Listed records
************
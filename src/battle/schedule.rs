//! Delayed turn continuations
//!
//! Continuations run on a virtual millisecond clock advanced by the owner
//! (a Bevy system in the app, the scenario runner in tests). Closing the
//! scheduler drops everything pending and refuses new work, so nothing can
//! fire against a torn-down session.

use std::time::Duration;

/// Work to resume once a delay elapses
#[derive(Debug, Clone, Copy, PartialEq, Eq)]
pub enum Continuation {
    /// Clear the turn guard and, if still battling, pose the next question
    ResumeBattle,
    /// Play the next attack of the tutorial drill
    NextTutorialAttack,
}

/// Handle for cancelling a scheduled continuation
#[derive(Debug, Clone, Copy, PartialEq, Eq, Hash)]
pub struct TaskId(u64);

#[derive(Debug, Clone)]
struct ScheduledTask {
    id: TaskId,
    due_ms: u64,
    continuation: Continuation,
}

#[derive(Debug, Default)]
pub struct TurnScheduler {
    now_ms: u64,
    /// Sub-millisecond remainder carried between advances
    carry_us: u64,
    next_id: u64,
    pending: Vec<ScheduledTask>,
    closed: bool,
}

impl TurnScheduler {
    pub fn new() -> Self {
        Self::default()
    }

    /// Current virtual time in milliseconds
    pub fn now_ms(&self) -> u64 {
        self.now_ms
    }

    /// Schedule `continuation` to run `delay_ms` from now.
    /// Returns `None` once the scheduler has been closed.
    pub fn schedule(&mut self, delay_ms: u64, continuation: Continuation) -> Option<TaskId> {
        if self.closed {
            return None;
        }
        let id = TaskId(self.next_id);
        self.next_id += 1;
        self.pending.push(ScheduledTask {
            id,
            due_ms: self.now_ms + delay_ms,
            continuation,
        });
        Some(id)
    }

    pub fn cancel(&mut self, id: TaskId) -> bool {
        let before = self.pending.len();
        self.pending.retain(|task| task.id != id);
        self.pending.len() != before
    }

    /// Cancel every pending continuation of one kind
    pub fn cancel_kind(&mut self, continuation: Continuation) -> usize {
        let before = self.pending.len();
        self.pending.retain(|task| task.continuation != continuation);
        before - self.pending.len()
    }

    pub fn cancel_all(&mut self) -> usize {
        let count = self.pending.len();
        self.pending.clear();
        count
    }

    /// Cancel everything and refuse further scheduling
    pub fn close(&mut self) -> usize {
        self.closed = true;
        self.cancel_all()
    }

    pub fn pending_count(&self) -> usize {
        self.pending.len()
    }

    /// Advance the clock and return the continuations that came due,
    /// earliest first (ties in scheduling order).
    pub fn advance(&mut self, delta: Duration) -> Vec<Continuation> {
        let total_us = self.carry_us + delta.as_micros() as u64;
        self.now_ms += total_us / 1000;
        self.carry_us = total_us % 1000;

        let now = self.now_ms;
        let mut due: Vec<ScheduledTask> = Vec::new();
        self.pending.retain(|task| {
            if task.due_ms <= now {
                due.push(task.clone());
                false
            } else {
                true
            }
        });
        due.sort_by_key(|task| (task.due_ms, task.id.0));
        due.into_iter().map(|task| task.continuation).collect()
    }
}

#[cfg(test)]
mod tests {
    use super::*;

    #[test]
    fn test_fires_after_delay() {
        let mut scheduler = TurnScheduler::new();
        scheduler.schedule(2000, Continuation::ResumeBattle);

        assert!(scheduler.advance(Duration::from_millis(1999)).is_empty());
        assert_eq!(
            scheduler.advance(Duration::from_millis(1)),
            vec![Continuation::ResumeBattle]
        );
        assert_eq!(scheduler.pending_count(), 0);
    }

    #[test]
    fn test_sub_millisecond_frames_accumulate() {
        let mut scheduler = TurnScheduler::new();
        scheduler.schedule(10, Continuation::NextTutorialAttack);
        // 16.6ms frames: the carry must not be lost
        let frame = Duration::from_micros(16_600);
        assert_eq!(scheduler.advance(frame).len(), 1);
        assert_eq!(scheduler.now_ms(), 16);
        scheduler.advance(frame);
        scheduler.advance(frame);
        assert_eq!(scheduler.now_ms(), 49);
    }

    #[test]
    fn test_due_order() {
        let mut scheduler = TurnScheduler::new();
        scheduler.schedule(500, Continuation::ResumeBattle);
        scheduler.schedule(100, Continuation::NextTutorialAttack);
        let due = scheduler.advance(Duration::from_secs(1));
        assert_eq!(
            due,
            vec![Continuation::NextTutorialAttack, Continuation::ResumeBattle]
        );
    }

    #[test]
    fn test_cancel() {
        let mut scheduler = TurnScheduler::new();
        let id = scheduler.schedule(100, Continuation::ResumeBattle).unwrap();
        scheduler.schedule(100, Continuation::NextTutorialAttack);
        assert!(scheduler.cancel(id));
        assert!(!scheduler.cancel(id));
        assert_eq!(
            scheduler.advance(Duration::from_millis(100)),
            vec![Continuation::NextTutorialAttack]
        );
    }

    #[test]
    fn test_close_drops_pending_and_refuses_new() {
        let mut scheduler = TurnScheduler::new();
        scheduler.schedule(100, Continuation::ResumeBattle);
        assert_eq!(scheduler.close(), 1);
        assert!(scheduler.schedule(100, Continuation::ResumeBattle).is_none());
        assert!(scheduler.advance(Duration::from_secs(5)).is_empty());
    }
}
************
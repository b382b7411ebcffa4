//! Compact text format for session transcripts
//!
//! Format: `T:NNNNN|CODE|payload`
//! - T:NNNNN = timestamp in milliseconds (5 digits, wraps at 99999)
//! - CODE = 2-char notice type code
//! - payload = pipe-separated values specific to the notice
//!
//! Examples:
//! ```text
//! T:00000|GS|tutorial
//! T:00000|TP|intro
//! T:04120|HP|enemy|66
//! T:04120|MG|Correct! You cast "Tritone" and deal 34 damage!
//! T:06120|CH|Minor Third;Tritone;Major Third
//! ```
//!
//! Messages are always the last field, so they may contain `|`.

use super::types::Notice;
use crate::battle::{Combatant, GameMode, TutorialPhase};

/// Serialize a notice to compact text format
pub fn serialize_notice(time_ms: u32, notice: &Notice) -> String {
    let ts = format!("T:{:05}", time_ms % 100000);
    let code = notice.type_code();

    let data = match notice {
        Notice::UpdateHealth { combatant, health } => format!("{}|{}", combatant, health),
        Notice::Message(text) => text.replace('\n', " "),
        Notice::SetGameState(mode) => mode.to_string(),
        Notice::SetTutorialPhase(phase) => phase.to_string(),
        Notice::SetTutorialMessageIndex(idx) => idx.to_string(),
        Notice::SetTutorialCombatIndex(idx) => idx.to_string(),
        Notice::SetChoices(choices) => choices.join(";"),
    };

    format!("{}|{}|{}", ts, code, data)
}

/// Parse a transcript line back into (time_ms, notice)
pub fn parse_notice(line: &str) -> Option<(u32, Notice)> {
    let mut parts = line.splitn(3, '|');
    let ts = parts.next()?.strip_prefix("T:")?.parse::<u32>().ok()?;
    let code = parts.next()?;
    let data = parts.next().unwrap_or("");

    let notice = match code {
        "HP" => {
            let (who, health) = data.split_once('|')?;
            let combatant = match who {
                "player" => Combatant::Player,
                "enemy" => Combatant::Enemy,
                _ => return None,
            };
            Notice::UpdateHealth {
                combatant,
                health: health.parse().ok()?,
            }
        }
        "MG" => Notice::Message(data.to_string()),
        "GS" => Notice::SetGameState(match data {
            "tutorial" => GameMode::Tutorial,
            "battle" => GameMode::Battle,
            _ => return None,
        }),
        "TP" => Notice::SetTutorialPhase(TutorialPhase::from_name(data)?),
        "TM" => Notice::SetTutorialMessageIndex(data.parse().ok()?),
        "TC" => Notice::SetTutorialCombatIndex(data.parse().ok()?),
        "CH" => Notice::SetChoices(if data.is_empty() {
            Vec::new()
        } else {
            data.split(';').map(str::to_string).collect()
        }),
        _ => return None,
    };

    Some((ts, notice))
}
************
Only the lines above starting at the one containing "filename src/battle/schedule.rs" and ending at the one containing "tests). Closing the", both included, are to be returned, exactly as they read.

filename src/battle/schedule.rs
//! Delayed turn continuations
//!
//! Continuations run on a virtual millisecond clock advanced by the owner
//! (a Bevy system in the app, the scenario runner in tests). Closing the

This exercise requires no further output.